Durante su paso por la DGII entre 2016 y 2020, la gestión de Magín Díaz fue duramente cuestionada por sectores productivos, pequeños contribuyentes, analistas fiscales e incluso por dirigentes del PRM que, en plena campaña del 2019, lo intimaron mediante acto de alguacil por supuestas actuaciones proselitistas a favor del entonces partido de gobierno (PLD).
El PRM, cuando era oposición, acusó a Magín Díaz de utilizar una posición técnica para fines políticos, denunciando además una serie de prácticas que calificaron como abusivas, arbitrarias y lesivas a los intereses de sectores productivos nacionales.
Por eso, la pregunta que hoy muchos se hacen es legítima y directa:
Señor presidente @luisabinader, ¿usted no conocía las perversidades de la gestión de Magín Díaz en la DGII?

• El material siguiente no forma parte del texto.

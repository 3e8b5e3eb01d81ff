//! Typed operations over the movies graph

use super::models::{ActorRole, Filmography, Movie, Person, SharedMovies};
use super::queries;
use crate::cypher::Result;
use crate::neo4j::{CypherBackend, GraphClient};

/// Movie and person operations on top of a [`GraphClient`]
pub struct MovieCatalog<B: CypherBackend> {
    client: GraphClient<B>,
}

impl<B: CypherBackend> MovieCatalog<B> {
    pub fn new(client: GraphClient<B>) -> Self {
        Self { client }
    }

    pub fn client(&self) -> &GraphClient<B> {
        &self.client
    }

    /// Arbitrary movies, at most `limit`
    pub async fn movies(&self, limit: u64) -> Result<Vec<Movie>> {
        self.client.results(queries::movies(limit)).await
    }

    /// Arbitrary persons, at most `limit`
    pub async fn people(&self, limit: u64) -> Result<Vec<Person>> {
        self.client.results(queries::people(limit)).await
    }

    pub async fn roles(&self, actor: &str) -> Result<Vec<ActorRole>> {
        self.client.results(queries::roles(actor)).await
    }

    /// The actor's filmography, `None` if the actor has no movies
    pub async fn filmography(&self, actor: &str) -> Result<Option<Filmography>> {
        let rows: Vec<Filmography> = self.client.results(queries::filmography(actor)).await?;
        Ok(rows.into_iter().next())
    }

    /// Movies both actors acted in, `None` if there are none
    pub async fn shared_movies(
        &self,
        actor: &str,
        co_actor: &str,
    ) -> Result<Option<SharedMovies>> {
        let rows: Vec<SharedMovies> = self
            .client
            .results(queries::shared_movies(actor, co_actor))
            .await?;
        Ok(rows.into_iter().next())
    }

    pub async fn add_movie(&self, movie: &Movie) -> Result<()> {
        tracing::info!("Creating movie {:?} ({})", movie.title, movie.released);
        self.client
            .execute_without_results(queries::create_movie(movie))
            .await
    }

    pub async fn cast(&self, actor: &str, title: &str) -> Result<()> {
        tracing::info!("Casting {} in {:?}", actor, title);
        self.client
            .execute_without_results(queries::cast(actor, title))
            .await
    }

    pub async fn uncast(&self, actor: &str, title: &str) -> Result<()> {
        tracing::info!("Removing {} from {:?}", actor, title);
        self.client
            .execute_without_results(queries::uncast(actor, title))
            .await
    }

    pub async fn remove_movie(&self, title: &str) -> Result<()> {
        tracing::info!("Deleting movie {:?}", title);
        self.client
            .execute_without_results(queries::delete_movie(title))
            .await
    }
}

¿Se borraron de la memoria institucional los reclamos de comerciantes, emprendedores y profesionales independientes que denunciaban persecuciones fiscales selectivas y procedimientos confiscatorios? ¿Ya no cuentan las preocupaciones éticas y legales que el mismo PRM documentó en su momento?
El país merece una explicación clara. No se trata de si Magín Díaz es capaz o no técnicamente. Se trata de coherencia, de principios, de respeto a la memoria de un electorado que creyó en el cambio.